Alas for Fiordelisa, widowed in the very morning of life! He who had wrecked her fortune could do nothing to help her. He dared not stretch out his hand towards her. His interest, for the sake of others as well as for his own sake, lay in severing every link that could connect him with the catastrophe of that fatal night. No, he could do nothing for Fiordelisa. He would not have grudged her the half of his income; and he dared not send her so much as a ten-pound note! She must sink or swim.
The thought of her peril doubled the sum of his remorse.
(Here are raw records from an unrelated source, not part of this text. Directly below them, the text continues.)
//! PDF rasterisation: turn every page of a PDF into a JPEG via Ghostscript.
//!
//! ## Why a trait?
//!
//! Ghostscript is an external process that is slow and often absent on CI
//! machines. The orchestrator is generic over [`Rasterizer`] so tests can
//! substitute a double that writes canned `page-N.jpg` files into the output
//! directory.
//!
//! ## Why sort numerically?
//!
//! Ghostscript names its output `page-1.jpg`, `page-2.jpg`, …, `page-10.jpg`
//! without zero padding. A lexicographic sort would put page 10 before page
//! 2, so file names are parsed and ordered by the embedded page number.

use crate::cancel::CancelSignal;
use crate::config::TierSettings;
use crate::error::FreezeError;
use once_cell::sync::Lazy;
use regex::Regex;
use std::ffi::OsString;
use std::future::Future;
use std::path::{Path, PathBuf};
use std::process::Stdio;
use std::sync::Arc;
use tokio::process::Command;
use tracing::{debug, info, warn};

/// `page-%d.jpg`, the output pattern handed to Ghostscript.
pub const PAGE_PATTERN: &str = "page-%d.jpg";

static PAGE_FILE: Lazy<Regex> = Lazy::new(|| Regex::new(r"^page-(\d+)\.jpg$").unwrap());

/// One rasterised page on disk.
#[derive(Debug, Clone, PartialEq, Eq)]
pub struct PageImage {
    /// 1-based position in the source document.
    pub number: usize,
    pub path: PathBuf,
    /// Resolution the page was rendered at.
    pub dpi: u32,
}

/// Something that can turn a PDF into ordered page images.
pub trait Rasterizer: Send + Sync {
    /// Verify the engine is present and runnable.
    fn check(&self) -> impl Future<Output = Result<(), FreezeError>> + Send;

    /// Rasterise every page of `source` into `out_dir`, returning the pages
    /// in document order. An empty vector means the engine succeeded but
    /// produced nothing.
    fn extract_pages(
        &self,
        source: &Path,
        out_dir: &Path,
        settings: TierSettings,
        cancel: &CancelSignal,
    ) -> impl Future<Output = Result<Vec<PageImage>, FreezeError>> + Send;
}

/// Shared rasterisers, so one engine handle can back several freezers.
impl<R: Rasterizer> Rasterizer for Arc<R> {
    fn check(&self) -> impl Future<Output = Result<(), FreezeError>> + Send {
        (**self).check()
    }

    fn extract_pages(
        &self,
        source: &Path,
        out_dir: &Path,
        settings: TierSettings,
        cancel: &CancelSignal,
    ) -> impl Future<Output = Result<Vec<PageImage>, FreezeError>> + Send {
        (**self).extract_pages(source, out_dir, settings, cancel)
    }
}

/// [`Rasterizer`] backed by the Ghostscript `jpeg` device.
#[derive(Debug, Clone)]
pub struct Ghostscript {
    executable: PathBuf,
}

impl Default for Ghostscript {
    fn default() -> Self {
        Self::new()
    }
}

impl Ghostscript {
    /// Use the executable found by [`gs_locate::ghostscript`].
    pub fn new() -> Self {
        let located = gs_locate::ghostscript();
        debug!(
            "Ghostscript resolved to {} ({:?})",
            located.path.display(),
            located.origin
        );
        Self {
            executable: located.path.clone(),
        }
    }

    /// Use an explicit executable.
    pub fn with_executable(executable: impl Into<PathBuf>) -> Self {
        Self {
            executable: executable.into(),
        }
    }

    pub fn executable(&self) -> &Path {
        &self.executable
    }

    fn missing(&self, detail: impl ToString) -> FreezeError {
        FreezeError::DependencyMissing {
            executable: self.executable.clone(),
            detail: detail.to_string(),
        }
    }
}

impl Rasterizer for Ghostscript {
    async fn check(&self) -> Result<(), FreezeError> {
        let output = Command::new(&self.executable)
            .arg("--version")
            .stdin(Stdio::null())
            .kill_on_drop(true)
            .output()
            .await
            .map_err(|e| self.missing(e))?;

        if !output.status.success() {
            return Err(self.missing(format!(
                "`--version` exited with {}",
                output.status
            )));
        }
        let version = String::from_utf8_lossy(&output.stdout).trim().to_string();
        debug!("Ghostscript version {version}");
        Ok(())
    }

    async fn extract_pages(
        &self,
        source: &Path,
        out_dir: &Path,
        settings: TierSettings,
        cancel: &CancelSignal,
    ) -> Result<Vec<PageImage>, FreezeError> {
        let source = std::path::absolute(source)
            .map_err(|e| FreezeError::InvalidInput(format!("{}: {e}", source.display())))?;
        let out_dir = std::path::absolute(out_dir)
            .map_err(|e| FreezeError::Internal(format!("{}: {e}", out_dir.display())))?;

        let args = ghostscript_args(&source, &out_dir, settings);
        info!(
            "Rasterising {} at {} DPI, quality {}",
            source.display(),
            settings.dpi,
            settings.quality
        );

        let mut cmd = Command::new(&self.executable);
        cmd.args(&args)
            .stdin(Stdio::null())
            .stdout(Stdio::piped())
            .stderr(Stdio::piped())
            .kill_on_drop(true);

        // Dropping the `output()` future kills the child.
        let output = tokio::select! {
            res = cmd.output() => res.map_err(|e| {
                if e.kind() == std::io::ErrorKind::NotFound {
                    self.missing(e)
                } else {
                    FreezeError::Rasterization {
                        detail: format!("could not start Ghostscript: {e}"),
                        output: String::new(),
                    }
                }
            })?,
            reason = cancel.cancelled() => {
                warn!("Rasterisation aborted: {reason}");
                return Err(FreezeError::Cancelled { reason: reason.to_string() });
            }
        };

        if !output.status.success() {
            return Err(FreezeError::Rasterization {
                detail: match output.status.code() {
                    Some(code) => format!("exit status {code}"),
                    None => "terminated by signal".to_string(),
                },
                output: combined_output(&output.stdout, &output.stderr),
            });
        }

        collect_pages(&out_dir, settings.dpi)
    }
}

/// Command-line arguments for one extraction, source path last.
pub fn ghostscript_args(source: &Path, out_dir: &Path, settings: TierSettings) -> Vec<OsString> {
    let mut output_file = OsString::from("-sOutputFile=");
    output_file.push(out_dir.join(PAGE_PATTERN));

    vec![
        "-dNOPAUSE".into(),
        "-dBATCH".into(),
        "-dSAFER".into(),
        "-sDEVICE=jpeg".into(),
        format!("-dJPEGQ={}", settings.quality).into(),
        format!("-r{}", settings.dpi).into(),
        output_file,
        source.as_os_str().to_owned(),
    ]
}

/// Scan `dir` for `page-<N>.jpg` files and return them in page order.
///
/// Other files are ignored. The page numbers must form the contiguous run
/// `1..=n`; a gap or duplicate means the engine output is unusable.
pub fn collect_pages(dir: &Path, dpi: u32) -> Result<Vec<PageImage>, FreezeError> {
    let entries = std::fs::read_dir(dir).map_err(|e| FreezeError::Rasterization {
        detail: format!("cannot read output directory {}: {e}", dir.display()),
        output: String::new(),
    })?;

    let mut pages: Vec<PageImage> = Vec::new();
    for entry in entries.flatten() {
        let name = entry.file_name();
        let Some(number) = name.to_str().and_then(page_number) else {
            continue;
        };
        pages.push(PageImage {
            number,
            path: entry.path(),
            dpi,
        });
    }
    pages.sort_by_key(|p| p.number);

    for (i, page) in pages.iter().enumerate() {
        if page.number != i + 1 {
            return Err(FreezeError::Rasterization {
                detail: format!(
                    "page images are not contiguous: expected page {}, found {}",
                    i + 1,
                    page.path.display()
                ),
                output: String::new(),
            });
        }
    }

    debug!("Found {} page images in {}", pages.len(), dir.display());
    Ok(pages)
}

/// Page number embedded in a `page-<N>.jpg` file name.
fn page_number(file_name: &str) -> Option<usize> {
    PAGE_FILE
        .captures(file_name)
        .and_then(|c| c.get(1))
        .and_then(|m| m.as_str().parse().ok())
}

fn combined_output(stdout: &[u8], stderr: &[u8]) -> String {
    let out = String::from_utf8_lossy(stdout);
    let err = String::from_utf8_lossy(stderr);
    match (out.trim().is_empty(), err.trim().is_empty()) {
        (true, _) => err.trim().to_string(),
        (false, true) => out.trim().to_string(),
        (false, false) => format!("{}\n{}", out.trim(), err.trim()),
    }
}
He landed at Marseilles, and here, too, it was summer—summer at her brightest, with azure skies, and a sea deeper, bluer, more darkly glorious than the lapis lazuli in a jewelled châsse. The streets were full of traffic and abloom with flower-girls, noisily pressing their bunches of roses and pale Parma violets upon him as he walked up the Rue de la Cannebière on his way from the quay to the railway hotel. There had been a time when the sights and sounds of that southern port were like strong wine, exhilarating, delighting him, when he could not have too much of the animation and picturesqueness of the place, the Corniche road, the wide-stretching bay with rocks and lighthouses, the sea marks of every kind, and that glittering point where the waterways divide—to the left for Hindostan, China, Japan; to the right for the New World and the setting sun; two paths upon the trackless blue that seemed each to lead direct to fairyland.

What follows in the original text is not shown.